C’est la raison pour laquelle de nombreux chefs étoilés, aidés par leur notoriété, créent à côté de leur « restaurant-bateau-amiral » (flagship), une ou des annexes sous la forme de bistrot ou de brasserie qui tirent partie du nom du cuisinier connu mais sont bien plus abordables financièrement pour les clients. Sans compter les autres formes de diversification déjà citées qui permettent de compenser la mauvaise situation économique de leur activité principale.
C’est un peu un comble où le restaurant étoilé, qui lui est déficitaire, ne devient qu’une vitrine pour attirer et vendre autre chose.
SPIRALE INFERNALE
Donc, la perte d’une étoile et c’est le drame ! La réputation du chef se déprécie, sa clientèle change et se raréfie, ses prix baissent (et sa trésorerie fond) car le lieu subit une méchante décote, le banquier lui tourne le dos, le personnel talentueux déserte, les fournisseurs durcissent leurs conditions, les médias n’en parlent plus… mais les charges continuent de courir au même niveau qu’avant. Et c’est économiquement la spirale infernale.
La fragilité du modèle économique est extrême. Il tient grâce à la réputation du cuisinier du fait qu’il soit étoilé et ne s’appuie que peu sur le marché qui peut être localement peu porteur. Bien des clients ne fréquenteraient pas son restaurant ou n’accepteraient pas de payer des additions aussi élevées sans les projecteurs de Michelin. En perdant son étoile (et sa bonne étoile), un chef garderait sans doute une clientèle locale, mais qui viendrait moins nombreuse. Il devrait alors baisser ses prix, qui par leur niveau élevé, n’encouragent déjà pas les clients à revenir souvent.
Il existe bien sûr des contre-exemples, notamment via les cuisiniers très connus qui ont rendu leur(s) étoile(e). Mais, ils sont rares.
Pour suivre, en cas de longue maladie, de départ, de disparition du chef, etc., l’entreprise s’écroule. Le modèle économique s’appuie encore une fois sur les épaules du restaurateur et uniquement sur son image d’étoilé, suivant un chemin tracé par le Guide Rouge. C’est un entrepreneur dont le sort dépend quasi entièrement du bon vouloir d’un tiers. Tout peut changer d’une année sur l’autre, sans préavis.

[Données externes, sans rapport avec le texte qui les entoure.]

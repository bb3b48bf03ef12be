use std::sync::Arc;

use axum::{
    async_trait,
    extract::FromRequestParts,
    http::{header, request::Parts},
};
use jsonwebtoken::{decode, Algorithm, DecodingKey, Validation};
use serde::{Deserialize, Serialize};

use crate::{error::AppError, routes::AppState};

/// Claims carried by access tokens from the identity service
#[derive(Debug, Clone, Serialize, Deserialize)]
pub struct Claims {
    pub id: i64,
    pub username: String,
    pub exp: usize,
}

/// Verifies HS256 bearer tokens against the shared secret
#[derive(Clone)]
pub struct TokenVerifier {
    key: DecodingKey,
    validation: Validation,
}

impl TokenVerifier {
    pub fn new(secret: &str) -> Self {
        Self {
            key: DecodingKey::from_secret(secret.as_bytes()),
            validation: Validation::new(Algorithm::HS256),
        }
    }

    /// Checks an `Authorization` header value and returns the token claims
    pub fn verify_header(&self, header_value: Option<&str>) -> Result<Claims, AppError> {
        let header_value =
            header_value.ok_or_else(|| AppError::Unauthorized("No token provided".to_string()))?;

        let token = header_value
            .strip_prefix("Bearer ")
            .map(str::trim)
            .filter(|t| !t.is_empty())
            .ok_or_else(|| AppError::Unauthorized("Invalid token".to_string()))?;

        decode::<Claims>(token, &self.key, &self.validation)
            .map(|data| data.claims)
            .map_err(|e| {
                tracing::debug!(error = %e, "Rejected bearer token");
                AppError::Unauthorized("Invalid token".to_string())
            })
    }
}

/// Authenticated caller, extracted from the bearer token
#[derive(Debug, Clone, PartialEq, Eq)]
pub struct AuthUser {
    pub id: i64,
    pub username: String,
}

#[async_trait]
impl FromRequestParts<Arc<AppState>> for AuthUser {
    type Rejection = AppError;

    async fn from_request_parts(
        parts: &mut Parts,
        state: &Arc<AppState>,
    ) -> Result<Self, Self::Rejection> {
        let header_value = parts
            .headers
            .get(header::AUTHORIZATION)
            .and_then(|h| h.to_str().ok());

        let claims = state.tokens.verify_header(header_value)?;

        Ok(AuthUser {
            id: claims.id,
            username: claims.username,
        })
    }
}
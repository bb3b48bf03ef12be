use serde::{Deserialize, Serialize};

/// Minimum length of a stored poster URL before it is trusted
const MIN_POSTER_URL_LEN: usize = 10;

/// A catalog movie as stored in the database
#[derive(Debug, Clone, PartialEq, Serialize, Deserialize, sqlx::FromRow)]
#[serde(rename_all = "camelCase")]
pub struct Movie {
    pub id: i64,
    pub tmdb_id: Option<i64>,
    pub title: String,
    pub year: Option<i32>,
    pub genres: Option<String>,
    pub actors: Option<String>,
    pub director: Option<String>,
    pub poster_url: Option<String>,
    pub imdb_url: Option<String>,
    pub description: Option<String>,
}

impl Movie {
    /// Whether the stored poster can be shown as-is
    ///
    /// Imported catalogs carry placeholders like "N/A" or truncated paths,
    /// both of which trigger a fresh lookup.
    pub fn has_usable_poster(&self) -> bool {
        match &self.poster_url {
            Some(url) => url.len() > MIN_POSTER_URL_LEN && !url.contains("N/A"),
            None => false,
        }
    }

    /// Title without a trailing release year, e.g. "Heat (1995)" -> "Heat"
    pub fn search_title(&self) -> &str {
        clean_title(&self.title)
    }
}

/// Strips a trailing " (YYYY)" suffix from a title
pub fn clean_title(title: &str) -> &str {
    let trimmed = title.trim_end();
    if let Some(open) = trimmed.rfind('(') {
        let inner = &trimmed[open + 1..];
        if inner.len() == 5
            && inner.ends_with(')')
            && inner[..4].chars().all(|c| c.is_ascii_digit())
        {
            return trimmed[..open].trim();
        }
    }
    trimmed.trim()
}

/// Fields used to insert a catalog movie
#[derive(Debug, Clone, Default, Deserialize)]
#[serde(rename_all = "camelCase")]
pub struct NewMovie {
    pub tmdb_id: Option<i64>,
    pub title: String,
    pub year: Option<i32>,
    pub genres: Option<String>,
    pub actors: Option<String>,
    pub director: Option<String>,
    pub poster_url: Option<String>,
    pub imdb_url: Option<String>,
    pub description: Option<String>,
}

impl NewMovie {
    pub fn titled(title: impl Into<String>, year: Option<i32>) -> Self {
        Self {
            title: title.into(),
            year,
            ..Default::default()
        }
    }

    pub fn into_movie(self, id: i64) -> Movie {
        Movie {
            id,
            tmdb_id: self.tmdb_id,
            title: self.title,
            year: self.year,
            genres: self.genres,
            actors: self.actors,
            director: self.director,
            poster_url: self.poster_url,
            imdb_url: self.imdb_url,
            description: self.description,
        }
    }
}

/// Movie enriched with the dynamic external rating
#[derive(Debug, Clone, PartialEq, Serialize)]
#[serde(rename_all = "camelCase")]
pub struct MovieView {
    #[serde(flatten)]
    pub movie: Movie,
    pub tmdb_rating: Option<String>,
}

/// Query parameters of the catalog listing
#[derive(Debug, Clone, Default, Deserialize)]
pub struct MovieListQuery {
    #[serde(default)]
    pub page: Option<String>,
    #[serde(default)]
    pub search: Option<String>,
}

impl MovieListQuery {
    /// Requested page, falling back to the first page on garbage or values below 1
    pub fn page(&self) -> u32 {
        self.page
            .as_deref()
            .and_then(|p| p.trim().parse::<i64>().ok())
            .filter(|p| *p >= 1)
            .map(|p| p.min(u32::MAX as i64) as u32)
            .unwrap_or(1)
    }

    pub fn search(&self) -> Option<&str> {
        self.search.as_deref().map(str::trim).filter(|s| !s.is_empty())
    }
}

/// One page of the movie catalog
#[derive(Debug, Clone, Serialize)]
#[serde(rename_all = "camelCase")]
pub struct MoviePage {
    pub movies: Vec<MovieView>,
    pub total_pages: u64,
    pub current_page: u32,
    pub total_items: u64,
}

impl MoviePage {
    pub fn new(movies: Vec<MovieView>, total_items: u64, current_page: u32, page_size: u32) -> Self {
        let page_size = u64::from(page_size.max(1));
        Self {
            movies,
            total_pages: total_items.div_ceil(page_size),
            current_page,
            total_items,
        }
    }
}

/// Catalog search matcher shared by the in-memory store
pub fn matches_search(movie: &Movie, needle: &str) -> bool {
    let needle = needle.to_lowercase();
    let contains = |field: &Option<String>| {
        field
            .as_deref()
            .map(|v| v.to_lowercase().contains(&needle))
            .unwrap_or(false)
    };

    movie.title.to_lowercase().contains(&needle) || contains(&movie.actors) || contains(&movie.director)
}
pub mod cache;

mod macros;

pub use cache::{create_redis_client, Cache, CacheKey, CacheWriterHandle};
//! Client for the external recommendation model service
//!
//! The model service exposes one POST endpoint per model. Each takes the
//! titles a user liked and answers with ranked titles:
//!
//! ```text
//! POST /recommend            -> association rules   (ranked by `score`)
//! POST /recommend/content    -> content based       (ranked by `similarity`)
//! POST /recommend/itemcf     -> item-based CF       (ranked by `similarity`)
//! ```
use reqwest::Client as HttpClient;

use crate::{
    error::{AppError, AppResult},
    models::{ModelRecommendation, ModelRequest, ModelResponse, RecommenderModel},
};

/// Source of raw model recommendations
#[cfg_attr(test, mockall::automock)]
#[async_trait::async_trait]
pub trait ModelService: Send + Sync {
    /// Asks `model` for up to `top_n` titles similar to `liked_titles`
    async fn recommend(
        &self,
        model: RecommenderModel,
        liked_titles: &[String],
        top_n: usize,
    ) -> AppResult<Vec<ModelRecommendation>>;
}

/// HTTP implementation talking to the model service
#[derive(Clone)]
pub struct HttpModelService {
    http_client: HttpClient,
    base_url: String,
}

impl HttpModelService {
    pub fn new(base_url: impl Into<String>) -> Self {
        Self {
            http_client: HttpClient::new(),
            base_url: base_url.into().trim_end_matches('/').to_string(),
        }
    }

    fn url_for(&self, model: RecommenderModel) -> String {
        format!("{}{}", self.base_url, model.endpoint())
    }
}

/// Turns a decoded model response into its recommendations
fn unpack_response(
    model: RecommenderModel,
    response: ModelResponse,
) -> AppResult<Vec<ModelRecommendation>> {
    if !response.success {
        let message = response
            .error
            .unwrap_or_else(|| "Unknown error from model service".to_string());
        tracing::error!(model = %model, error = %message, "Model service returned error");
        return Err(AppError::ExternalApi(message));
    }

    if let Some(warning) = &response.warning {
        tracing::warn!(model = %model, warning = %warning, "Model service warning");
    }

    Ok(response.recommendations)
}

#[async_trait::async_trait]
impl ModelService for HttpModelService {
    async fn recommend(
        &self,
        model: RecommenderModel,
        liked_titles: &[String],
        top_n: usize,
    ) -> AppResult<Vec<ModelRecommendation>> {
        let url = self.url_for(model);
        let body = ModelRequest {
            liked_movies: liked_titles.to_vec(),
            top_n,
        };

        tracing::debug!(model = %model, liked = liked_titles.len(), top_n, "Calling model service");

        let response = self.http_client.post(&url).json(&body).send().await?;

        if !response.status().is_success() {
            let status = response.status();
            let body = response.text().await.unwrap_or_default();
            tracing::error!(
                model = %model,
                status = %status,
                body = %body,
                "Model service request failed"
            );
            return Err(AppError::ExternalApi(format!(
                "Model service returned status {}: {}",
                status, body
            )));
        }

        let decoded: ModelResponse = response.json().await?;
        let recommendations = unpack_response(model, decoded)?;

        tracing::info!(
            model = %model,
            count = recommendations.len(),
            "Received model recommendations"
        );

        Ok(recommendations)
    }
}

#[cfg(test)]
mod tests {
    use super::*;

    fn response(json: &str) -> ModelResponse {
        serde_json::from_str(json).unwrap()
    }

    #[test]
    fn test_url_joins_base_and_endpoint() {
        let client = HttpModelService::new("http://localhost:9001/");
        assert_eq!(
            client.url_for(RecommenderModel::AssociationRules),
            "http://localhost:9001/recommend"
        );
        assert_eq!(
            client.url_for(RecommenderModel::ContentBased),
            "http://localhost:9001/recommend/content"
        );
    }

    #[test]
    fn test_unpack_success() {
        let recs = unpack_response(
            RecommenderModel::ContentBased,
            response(r#"{"success": true, "recommendations": [{"title": "Heat", "similarity": 0.9}]}"#),
        )
        .unwrap();

        assert_eq!(recs.len(), 1);
        assert_eq!(recs[0].similarity, Some(0.9));
    }

    #[test]
    fn test_unpack_failure_uses_service_message() {
        let err = unpack_response(
            RecommenderModel::ItemCf,
            response(r#"{"success": false, "error": "Item-Based CF model not loaded"}"#),
        )
        .unwrap_err();

        assert!(matches!(err, AppError::ExternalApi(ref m) if m == "Item-Based CF model not loaded"));
    }

    #[test]
    fn test_unpack_failure_without_message() {
        let err = unpack_response(
            RecommenderModel::AssociationRules,
            response(r#"{"success": false}"#),
        )
        .unwrap_err();

        assert!(err.to_string().contains("Unknown error from model service"));
    }

    #[test]
    fn test_request_body_shape() {
        let body = ModelRequest {
            liked_movies: vec!["Heat".to_string()],
            top_n: 10,
        };
        let json = serde_json::to_value(body).unwrap();
        assert_eq!(json["liked_movies"][0], "Heat");
        assert_eq!(json["top_n"], 10);
    }

    #[tokio::test]
    async fn test_unreachable_service_is_an_error() {
        let client = HttpModelService::new("http://127.0.0.1:1");
        let result = client
            .recommend(RecommenderModel::AssociationRules, &["Heat".to_string()], 10)
            .await;

        assert!(matches!(result, Err(AppError::HttpClient(_))));
    }
}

Il faut cependant ne pas confondre la situation des cuisiniers-restaurateurs à leur compte et celle des « mercenaires » comme on les appelle souvent, qui travaillent pour des financiers ou des milliardaires propriétaires de palaces. Pour les premiers, conserver leur(s) étoile(s) est fondamental pour la survie de leur entreprise. Pour les seconds qui roulent sur l’or et à l’égo doré au four à souhait, exploiter un restaurant déficitaire n’est pas un problème. La contrainte de rentabilité n’est la plupart du temps pas exigée par leur employeur. Seules les étoiles comptent …pour l’image.
À noter que ce n’est pas Michelin qui est mis en cause dans cette analyse mais les positionnement que peuvent prendre des restaurateurs une fois consacrés.
CAS RENTABLES ? OUI, MAIS PEU COURANTS
Certains restaurants 3 étoiles peuvent trouver un minimum de rentabilité, surtout quand :
- le chef est aussi propriétaire de l’immobilier,
- la gestion est rigoureuse,
- le restaurant est plein tous les jours (avec ticket moyen élevé),
- les marges sont maîtrisées (ex. : peu de gaspillage, travail avec des produits pas nécessairement nobles et chers, bons fournisseurs, bonne gestion RH),
- il y a une clientèle internationale régulière et argentée, grâce à la destination où se trouve le restaurant.